Start of Listed entries

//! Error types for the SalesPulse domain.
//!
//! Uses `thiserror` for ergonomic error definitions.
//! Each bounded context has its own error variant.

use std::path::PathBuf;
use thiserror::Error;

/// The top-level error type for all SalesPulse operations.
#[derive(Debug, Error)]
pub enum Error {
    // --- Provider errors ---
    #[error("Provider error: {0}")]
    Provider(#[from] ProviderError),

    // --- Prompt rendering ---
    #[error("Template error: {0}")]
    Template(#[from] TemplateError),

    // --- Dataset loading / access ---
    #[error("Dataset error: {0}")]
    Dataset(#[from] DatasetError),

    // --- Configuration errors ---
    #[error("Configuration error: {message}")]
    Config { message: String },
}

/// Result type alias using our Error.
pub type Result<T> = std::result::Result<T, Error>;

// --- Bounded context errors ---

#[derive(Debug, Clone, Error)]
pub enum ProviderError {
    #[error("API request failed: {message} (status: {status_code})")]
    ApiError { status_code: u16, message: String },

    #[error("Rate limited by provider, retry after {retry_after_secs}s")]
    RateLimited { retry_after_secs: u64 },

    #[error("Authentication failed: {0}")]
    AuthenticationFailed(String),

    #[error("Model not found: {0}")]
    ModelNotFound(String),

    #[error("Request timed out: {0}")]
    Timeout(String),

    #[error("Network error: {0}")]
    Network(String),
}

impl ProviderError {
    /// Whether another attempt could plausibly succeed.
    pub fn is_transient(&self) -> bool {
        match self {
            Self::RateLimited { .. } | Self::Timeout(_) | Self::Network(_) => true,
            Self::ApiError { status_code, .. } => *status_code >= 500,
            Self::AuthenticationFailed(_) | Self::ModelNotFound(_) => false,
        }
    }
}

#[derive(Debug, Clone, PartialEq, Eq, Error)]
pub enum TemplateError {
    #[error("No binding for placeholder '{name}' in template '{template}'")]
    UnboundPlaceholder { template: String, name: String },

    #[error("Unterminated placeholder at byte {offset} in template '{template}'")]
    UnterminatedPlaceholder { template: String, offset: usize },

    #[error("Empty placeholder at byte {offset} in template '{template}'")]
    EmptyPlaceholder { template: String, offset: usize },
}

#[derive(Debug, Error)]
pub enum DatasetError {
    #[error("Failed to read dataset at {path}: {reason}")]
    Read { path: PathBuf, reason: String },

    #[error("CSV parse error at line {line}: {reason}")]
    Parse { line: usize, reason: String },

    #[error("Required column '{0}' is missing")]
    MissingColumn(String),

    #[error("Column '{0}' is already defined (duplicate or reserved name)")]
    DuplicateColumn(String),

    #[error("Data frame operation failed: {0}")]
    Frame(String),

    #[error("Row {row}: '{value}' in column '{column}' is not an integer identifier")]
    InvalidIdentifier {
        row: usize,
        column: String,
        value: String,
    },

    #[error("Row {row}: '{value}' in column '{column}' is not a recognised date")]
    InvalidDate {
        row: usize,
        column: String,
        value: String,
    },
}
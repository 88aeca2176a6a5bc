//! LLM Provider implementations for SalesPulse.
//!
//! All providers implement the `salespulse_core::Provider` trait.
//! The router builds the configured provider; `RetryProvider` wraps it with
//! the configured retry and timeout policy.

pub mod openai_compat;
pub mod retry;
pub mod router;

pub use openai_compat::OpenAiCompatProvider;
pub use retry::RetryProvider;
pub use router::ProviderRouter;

End of Listed entries
Start of Listed entries

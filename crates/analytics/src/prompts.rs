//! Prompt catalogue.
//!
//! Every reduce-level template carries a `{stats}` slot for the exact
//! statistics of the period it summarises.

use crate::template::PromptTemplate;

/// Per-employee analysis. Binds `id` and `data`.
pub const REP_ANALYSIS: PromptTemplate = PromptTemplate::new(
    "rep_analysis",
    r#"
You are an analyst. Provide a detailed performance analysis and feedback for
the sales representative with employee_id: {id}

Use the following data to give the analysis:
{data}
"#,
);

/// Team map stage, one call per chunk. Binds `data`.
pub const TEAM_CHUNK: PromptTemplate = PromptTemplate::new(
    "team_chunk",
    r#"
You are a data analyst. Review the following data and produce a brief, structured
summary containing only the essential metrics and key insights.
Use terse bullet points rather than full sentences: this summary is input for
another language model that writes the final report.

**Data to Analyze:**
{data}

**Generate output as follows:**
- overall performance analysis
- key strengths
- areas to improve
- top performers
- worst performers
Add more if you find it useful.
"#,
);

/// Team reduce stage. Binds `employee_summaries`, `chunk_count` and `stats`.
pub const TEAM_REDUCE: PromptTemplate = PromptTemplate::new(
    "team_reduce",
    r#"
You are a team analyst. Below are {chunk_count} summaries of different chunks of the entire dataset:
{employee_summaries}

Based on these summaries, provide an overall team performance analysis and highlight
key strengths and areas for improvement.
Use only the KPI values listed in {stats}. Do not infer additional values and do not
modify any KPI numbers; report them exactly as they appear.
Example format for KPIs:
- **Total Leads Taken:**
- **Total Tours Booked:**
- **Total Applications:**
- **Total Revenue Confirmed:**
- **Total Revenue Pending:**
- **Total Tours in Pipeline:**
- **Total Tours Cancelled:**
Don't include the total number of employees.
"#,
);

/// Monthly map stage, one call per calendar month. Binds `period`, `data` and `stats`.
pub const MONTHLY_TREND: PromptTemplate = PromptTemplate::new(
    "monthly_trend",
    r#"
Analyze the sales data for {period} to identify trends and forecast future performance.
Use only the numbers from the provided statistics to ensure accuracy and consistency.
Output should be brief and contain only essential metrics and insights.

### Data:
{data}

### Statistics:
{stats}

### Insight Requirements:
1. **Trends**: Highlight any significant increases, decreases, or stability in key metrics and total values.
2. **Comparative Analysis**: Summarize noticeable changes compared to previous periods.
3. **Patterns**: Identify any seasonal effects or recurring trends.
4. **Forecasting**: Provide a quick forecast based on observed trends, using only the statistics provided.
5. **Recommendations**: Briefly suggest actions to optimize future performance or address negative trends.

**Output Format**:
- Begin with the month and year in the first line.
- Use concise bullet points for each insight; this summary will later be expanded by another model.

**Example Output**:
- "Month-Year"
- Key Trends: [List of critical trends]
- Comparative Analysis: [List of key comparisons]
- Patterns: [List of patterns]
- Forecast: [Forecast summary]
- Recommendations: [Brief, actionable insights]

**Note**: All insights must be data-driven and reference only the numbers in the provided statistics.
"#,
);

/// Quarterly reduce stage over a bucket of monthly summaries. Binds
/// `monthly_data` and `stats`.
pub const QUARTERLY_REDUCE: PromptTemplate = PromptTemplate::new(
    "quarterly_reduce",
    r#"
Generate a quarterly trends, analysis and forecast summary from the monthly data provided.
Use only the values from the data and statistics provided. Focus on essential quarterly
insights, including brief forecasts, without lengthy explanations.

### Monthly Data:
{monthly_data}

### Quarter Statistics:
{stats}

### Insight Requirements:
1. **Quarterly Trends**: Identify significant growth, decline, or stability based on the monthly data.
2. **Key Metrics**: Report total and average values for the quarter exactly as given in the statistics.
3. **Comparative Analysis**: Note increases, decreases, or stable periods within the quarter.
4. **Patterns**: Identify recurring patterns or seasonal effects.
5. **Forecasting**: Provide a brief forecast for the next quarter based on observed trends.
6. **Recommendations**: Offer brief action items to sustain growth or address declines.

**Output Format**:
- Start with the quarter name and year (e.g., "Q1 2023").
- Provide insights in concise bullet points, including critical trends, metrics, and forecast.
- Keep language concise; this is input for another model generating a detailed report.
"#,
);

End of Listed entries
Start of Listed entries

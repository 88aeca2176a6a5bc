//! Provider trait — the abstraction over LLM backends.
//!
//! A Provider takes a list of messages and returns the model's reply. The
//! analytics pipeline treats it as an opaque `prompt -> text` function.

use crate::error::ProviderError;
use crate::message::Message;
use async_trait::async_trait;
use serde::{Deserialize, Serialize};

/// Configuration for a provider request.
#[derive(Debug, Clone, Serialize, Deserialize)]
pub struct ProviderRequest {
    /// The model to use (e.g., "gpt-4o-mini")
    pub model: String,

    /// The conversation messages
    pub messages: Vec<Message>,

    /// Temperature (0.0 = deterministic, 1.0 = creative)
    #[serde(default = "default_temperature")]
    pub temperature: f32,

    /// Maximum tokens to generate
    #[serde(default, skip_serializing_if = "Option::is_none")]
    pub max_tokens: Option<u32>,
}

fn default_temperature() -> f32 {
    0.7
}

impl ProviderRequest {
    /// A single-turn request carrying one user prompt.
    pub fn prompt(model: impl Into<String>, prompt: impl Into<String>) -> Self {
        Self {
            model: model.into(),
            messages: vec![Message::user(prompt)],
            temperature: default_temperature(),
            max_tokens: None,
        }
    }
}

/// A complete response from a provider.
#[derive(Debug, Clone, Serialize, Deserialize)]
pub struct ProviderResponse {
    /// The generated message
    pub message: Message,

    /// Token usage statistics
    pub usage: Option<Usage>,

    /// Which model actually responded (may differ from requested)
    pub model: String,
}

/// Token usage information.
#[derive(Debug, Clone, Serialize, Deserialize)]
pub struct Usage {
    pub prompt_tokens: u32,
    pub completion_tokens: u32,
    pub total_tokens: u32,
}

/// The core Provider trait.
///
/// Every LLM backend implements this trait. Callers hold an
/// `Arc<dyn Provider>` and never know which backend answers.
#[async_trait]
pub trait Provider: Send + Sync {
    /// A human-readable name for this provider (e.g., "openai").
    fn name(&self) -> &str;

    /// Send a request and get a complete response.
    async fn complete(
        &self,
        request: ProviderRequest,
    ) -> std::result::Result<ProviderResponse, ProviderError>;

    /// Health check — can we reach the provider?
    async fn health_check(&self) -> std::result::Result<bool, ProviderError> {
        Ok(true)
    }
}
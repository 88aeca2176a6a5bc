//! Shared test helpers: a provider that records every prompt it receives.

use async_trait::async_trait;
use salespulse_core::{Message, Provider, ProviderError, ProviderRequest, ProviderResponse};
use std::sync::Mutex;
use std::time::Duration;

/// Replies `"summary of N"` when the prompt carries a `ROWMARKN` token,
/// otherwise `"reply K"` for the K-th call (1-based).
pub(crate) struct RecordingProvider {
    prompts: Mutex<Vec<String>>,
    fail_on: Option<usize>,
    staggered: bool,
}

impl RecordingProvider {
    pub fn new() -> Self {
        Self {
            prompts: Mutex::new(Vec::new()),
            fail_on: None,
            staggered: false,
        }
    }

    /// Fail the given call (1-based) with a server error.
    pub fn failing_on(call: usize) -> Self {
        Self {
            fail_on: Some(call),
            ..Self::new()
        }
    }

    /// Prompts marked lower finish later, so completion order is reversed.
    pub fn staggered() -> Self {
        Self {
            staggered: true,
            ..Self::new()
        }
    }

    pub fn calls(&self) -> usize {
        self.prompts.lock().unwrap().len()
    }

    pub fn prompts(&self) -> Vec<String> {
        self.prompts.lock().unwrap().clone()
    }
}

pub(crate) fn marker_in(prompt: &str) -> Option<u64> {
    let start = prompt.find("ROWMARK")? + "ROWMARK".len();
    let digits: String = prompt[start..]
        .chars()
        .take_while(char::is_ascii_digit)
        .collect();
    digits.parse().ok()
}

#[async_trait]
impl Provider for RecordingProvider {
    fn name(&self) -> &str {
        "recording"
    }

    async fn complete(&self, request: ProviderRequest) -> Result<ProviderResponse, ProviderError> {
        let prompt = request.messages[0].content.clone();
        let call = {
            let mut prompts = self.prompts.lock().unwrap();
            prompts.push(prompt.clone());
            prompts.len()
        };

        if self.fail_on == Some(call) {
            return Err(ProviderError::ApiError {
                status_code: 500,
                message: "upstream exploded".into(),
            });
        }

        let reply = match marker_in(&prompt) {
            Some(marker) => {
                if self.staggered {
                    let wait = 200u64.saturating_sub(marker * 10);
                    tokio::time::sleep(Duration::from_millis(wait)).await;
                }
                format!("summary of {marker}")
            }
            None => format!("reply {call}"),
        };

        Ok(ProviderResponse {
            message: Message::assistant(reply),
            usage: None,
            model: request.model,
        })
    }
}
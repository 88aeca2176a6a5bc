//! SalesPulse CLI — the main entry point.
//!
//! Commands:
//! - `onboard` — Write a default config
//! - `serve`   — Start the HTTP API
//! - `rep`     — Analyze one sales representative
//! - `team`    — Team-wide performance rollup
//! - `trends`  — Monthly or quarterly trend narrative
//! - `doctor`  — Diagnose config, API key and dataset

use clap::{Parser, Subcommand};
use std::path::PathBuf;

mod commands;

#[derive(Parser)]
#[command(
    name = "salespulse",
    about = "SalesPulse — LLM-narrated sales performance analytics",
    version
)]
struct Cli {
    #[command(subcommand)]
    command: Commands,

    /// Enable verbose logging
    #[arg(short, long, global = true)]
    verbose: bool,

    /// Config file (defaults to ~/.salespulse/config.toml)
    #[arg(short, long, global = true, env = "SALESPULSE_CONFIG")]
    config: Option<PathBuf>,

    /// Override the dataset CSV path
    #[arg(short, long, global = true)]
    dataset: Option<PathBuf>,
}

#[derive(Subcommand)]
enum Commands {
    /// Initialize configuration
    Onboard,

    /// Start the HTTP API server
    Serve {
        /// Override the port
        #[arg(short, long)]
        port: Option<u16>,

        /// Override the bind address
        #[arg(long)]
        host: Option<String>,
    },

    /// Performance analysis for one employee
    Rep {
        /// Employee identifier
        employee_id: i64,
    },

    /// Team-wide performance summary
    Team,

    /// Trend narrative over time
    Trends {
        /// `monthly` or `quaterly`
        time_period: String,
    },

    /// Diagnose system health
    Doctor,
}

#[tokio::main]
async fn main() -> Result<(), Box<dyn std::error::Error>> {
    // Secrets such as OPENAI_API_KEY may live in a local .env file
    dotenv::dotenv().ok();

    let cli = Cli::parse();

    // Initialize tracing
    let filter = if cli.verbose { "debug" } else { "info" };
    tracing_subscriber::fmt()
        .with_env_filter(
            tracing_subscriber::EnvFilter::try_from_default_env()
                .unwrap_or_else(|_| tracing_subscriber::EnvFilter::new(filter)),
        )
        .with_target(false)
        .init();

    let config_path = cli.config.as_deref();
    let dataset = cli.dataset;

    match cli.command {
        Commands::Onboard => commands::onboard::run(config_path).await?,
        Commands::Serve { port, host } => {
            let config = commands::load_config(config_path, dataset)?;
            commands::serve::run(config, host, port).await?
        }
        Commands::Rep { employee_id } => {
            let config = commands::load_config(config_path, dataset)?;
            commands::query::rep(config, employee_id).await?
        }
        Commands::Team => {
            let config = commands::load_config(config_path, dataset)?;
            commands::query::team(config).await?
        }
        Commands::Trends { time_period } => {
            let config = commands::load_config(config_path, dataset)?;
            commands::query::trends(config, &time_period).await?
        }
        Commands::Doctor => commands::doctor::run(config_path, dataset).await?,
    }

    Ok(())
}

End of Listed entries

What is needed: Among the entries above, the lines between the ones containing "the SalesPulse domain." and "by provider, retry", inclusive, are to be transcribed exactly. No other line is to be given.

Exercise result:
//! Error types for the SalesPulse domain.
//!
//! Uses `thiserror` for ergonomic error definitions.
//! Each bounded context has its own error variant.

use std::path::PathBuf;
use thiserror::Error;

/// The top-level error type for all SalesPulse operations.
#[derive(Debug, Error)]
pub enum Error {
    // --- Provider errors ---
    #[error("Provider error: {0}")]
    Provider(#[from] ProviderError),

    // --- Prompt rendering ---
    #[error("Template error: {0}")]
    Template(#[from] TemplateError),

    // --- Dataset loading / access ---
    #[error("Dataset error: {0}")]
    Dataset(#[from] DatasetError),

    // --- Configuration errors ---
    #[error("Configuration error: {message}")]
    Config { message: String },
}

/// Result type alias using our Error.
pub type Result<T> = std::result::Result<T, Error>;

// --- Bounded context errors ---

#[derive(Debug, Clone, Error)]
pub enum ProviderError {
    #[error("API request failed: {message} (status: {status_code})")]
    ApiError { status_code: u16, message: String },

    #[error("Rate limited by provider, retry after {retry_after_secs}s")]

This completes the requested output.